A free toolkit that lets Storm Lake's schools, employers, and community organizations upgrade cafeteria menus, vending options, and meeting snacks at their own pace arrived through Iowa State University Extension and Outreach, backed in part by the Centers for Disease Control and Prevention's High Obesity Program.
ISU Extension published its Healthy Eating Active Living Guidelines Toolkit on March 31, and the Buena Vista County Extension office in Storm Lake posted it among local updates four days later. The resource is built around a three-tiered commitment structure: Bronze, Silver, and Gold. Organizations can enter at whichever level fits their budget and current capacity, then work upward over time.
Lyndi Buckingham-Schutt, an ISU assistant professor and extension specialist in food and health who led the toolkit's development, said the flexible structure was deliberate. "The commitment levels allow organizations to begin where they are and build over time," she said. "The HEAL Guidelines Toolkit is available at no cost and is easy to use."
The guidelines apply across a broad range of everyday settings: internal and external meetings, vending machines, cafeterias, workplace and community celebrations, community kitchens, and organizational conferences.

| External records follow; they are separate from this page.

//! Block-granular caching layer over any RangeReader.
//!
//! Container parsing (TIFF IFD chains, JP2 box walks) issues many small reads
//! at scattered offsets. Against a remote store each of those would be a
//! round trip; this layer quantizes reads into fixed-size blocks, caches the
//! blocks in an LRU, and collapses concurrent fetches of the same block into
//! one upstream request.

use std::collections::HashMap;
use std::sync::Arc;

use async_trait::async_trait;
use bytes::{Bytes, BytesMut};
use lru::LruCache;
use tokio::sync::{Mutex, Notify, RwLock};

use crate::error::IoError;

use super::RangeReader;

/// Default block size: 256KB. Large enough to amortize per-request latency,
/// small enough not to waste bandwidth on header walks.
pub const DEFAULT_BLOCK_SIZE: usize = 256 * 1024;

/// Default cache capacity in blocks (25.6MB at the default block size).
pub const DEFAULT_BLOCK_CAPACITY: usize = 100;

/// Block-cached wrapper around a RangeReader.
///
/// Wraps a boxed reader so the same type works over files, HTTP, object
/// stores, and memory buffers. Safe to share across tasks behind an `Arc`.
pub struct BlockCachedReader {
    inner: Arc<dyn RangeReader>,
    block_size: usize,
    blocks: RwLock<LruCache<u64, Bytes>>,
    in_flight: Mutex<HashMap<u64, Arc<Notify>>>,
}

impl BlockCachedReader {
    /// Wrap a reader with default block size and capacity.
    pub fn new(inner: Arc<dyn RangeReader>) -> Self {
        Self::with_capacity(inner, DEFAULT_BLOCK_SIZE, DEFAULT_BLOCK_CAPACITY)
    }

    /// Wrap a reader with a custom block size and block capacity.
    pub fn with_capacity(inner: Arc<dyn RangeReader>, block_size: usize, capacity: usize) -> Self {
        Self {
            inner,
            block_size,
            blocks: RwLock::new(LruCache::new(
                std::num::NonZeroUsize::new(capacity.max(1)).unwrap(),
            )),
            in_flight: Mutex::new(HashMap::new()),
        }
    }

    /// Number of blocks currently cached.
    pub async fn cached_blocks(&self) -> usize {
        self.blocks.read().await.len()
    }

    #[inline]
    fn block_index(&self, offset: u64) -> u64 {
        offset / self.block_size as u64
    }

    /// Get a block, fetching it from the source if needed.
    ///
    /// Concurrent requests for the same uncached block share one fetch: the
    /// first requester becomes the leader, everyone else waits on its Notify
    /// and re-checks the cache.
    async fn block(&self, index: u64) -> Result<Bytes, IoError> {
        loop {
            {
                let cache = self.blocks.read().await;
                if let Some(data) = cache.peek(&index) {
                    return Ok(data.clone());
                }
            }

            let notify = {
                let mut in_flight = self.in_flight.lock().await;
                if let Some(notify) = in_flight.get(&index) {
                    let notify = notify.clone();
                    drop(in_flight);
                    notify.notified().await;
                    continue;
                }
                let notify = Arc::new(Notify::new());
                in_flight.insert(index, notify.clone());
                notify
            };

            let result = self.fetch_block(index).await;

            {
                let mut cache = self.blocks.write().await;
                let mut in_flight = self.in_flight.lock().await;
                if let Ok(ref data) = result {
                    cache.put(index, data.clone());
                }
                in_flight.remove(&index);
            }
            notify.notify_waiters();

            return result;
        }
    }

    async fn fetch_block(&self, index: u64) -> Result<Bytes, IoError> {
        let offset = index * self.block_size as u64;
        let size = self.inner.size();
        let remaining = size.saturating_sub(offset);
        if remaining == 0 {
            return Err(IoError::RangeOutOfBounds {
                offset,
                requested: self.block_size as u64,
                size,
            });
        }
        let len = (self.block_size as u64).min(remaining) as usize;
        self.inner.read_exact_at(offset, len).await
    }
}

#[async_trait]
impl RangeReader for BlockCachedReader {
    async fn read_exact_at(&self, offset: u64, len: usize) -> Result<Bytes, IoError> {
        let size = self.inner.size();
        if offset + len as u64 > size {
            return Err(IoError::RangeOutOfBounds {
                offset,
                requested: len as u64,
                size,
            });
        }
        if len == 0 {
            return Ok(Bytes::new());
        }

        let first = self.block_index(offset);
        let last = self.block_index(offset + len as u64 - 1);

        if first == last {
            let block = self.block(first).await?;
            let start = (offset % self.block_size as u64) as usize;
            return Ok(block.slice(start..start + len));
        }

        let mut out = BytesMut::with_capacity(len);
        let mut cursor = offset;
        let mut remaining = len;
        for index in first..=last {
            let block = self.block(index).await?;
            let start = (cursor % self.block_size as u64) as usize;
            let take = (block.len() - start).min(remaining);
            out.extend_from_slice(&block[start..start + take]);
            cursor += take as u64;
            remaining -= take;
        }
        Ok(out.freeze())
    }

    fn size(&self) -> u64 {
        self.inner.size()
    }

    fn identifier(&self) -> &str {
        self.inner.identifier()
    }
}

// =============================================================================
// Tests
// =============================================================================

For county organizations in Storm Lake, Alta, Newell, Rembrandt, and Truesdale, the toolkit replaces the need to design nutrition policy from scratch. It provides checklists, example policies, and step-by-step implementation guidance organizations can adapt to local budgets and staff capacity, precisely the barrier that often keeps rural counties without any formal food or activity standard at all.
The HEAL toolkit is a core strategy within Iowa LEAP, ISU Extension's statewide initiative to promote healthy eating and active living in communities with high rates of obesity. Iowa LEAP is funded through the CDC's High Obesity Program, a five-year investment in community-driven approaches to improving nutrition and physical activity access across Iowa.

"By embedding HEAL Guidelines within the LEAP initiative, ISU Extension and Outreach is strengthening organizational policies as a sustainable strategy for long-term community health improvement," Buckingham-Schutt said.
The Buena Vista County Extension office is positioned to connect local schools, nonprofits, employers, and public agencies with training and technical assistance as they work through implementation. For organizations building grant applications or public-health reports, the HEAL framework also provides a CDC-connected, evidence-based standard to anchor those submissions. Buckingham-Schutt described the toolkit's core purpose plainly: "The toolkit is designed to be practical and adaptable and to support long-term success."
ISU Extension plans to formally recognize organizations that adopt the HEAL Guidelines, a distinction Buckingham-Schutt said is intended to highlight community-level leadership in making the healthy choice the easy one.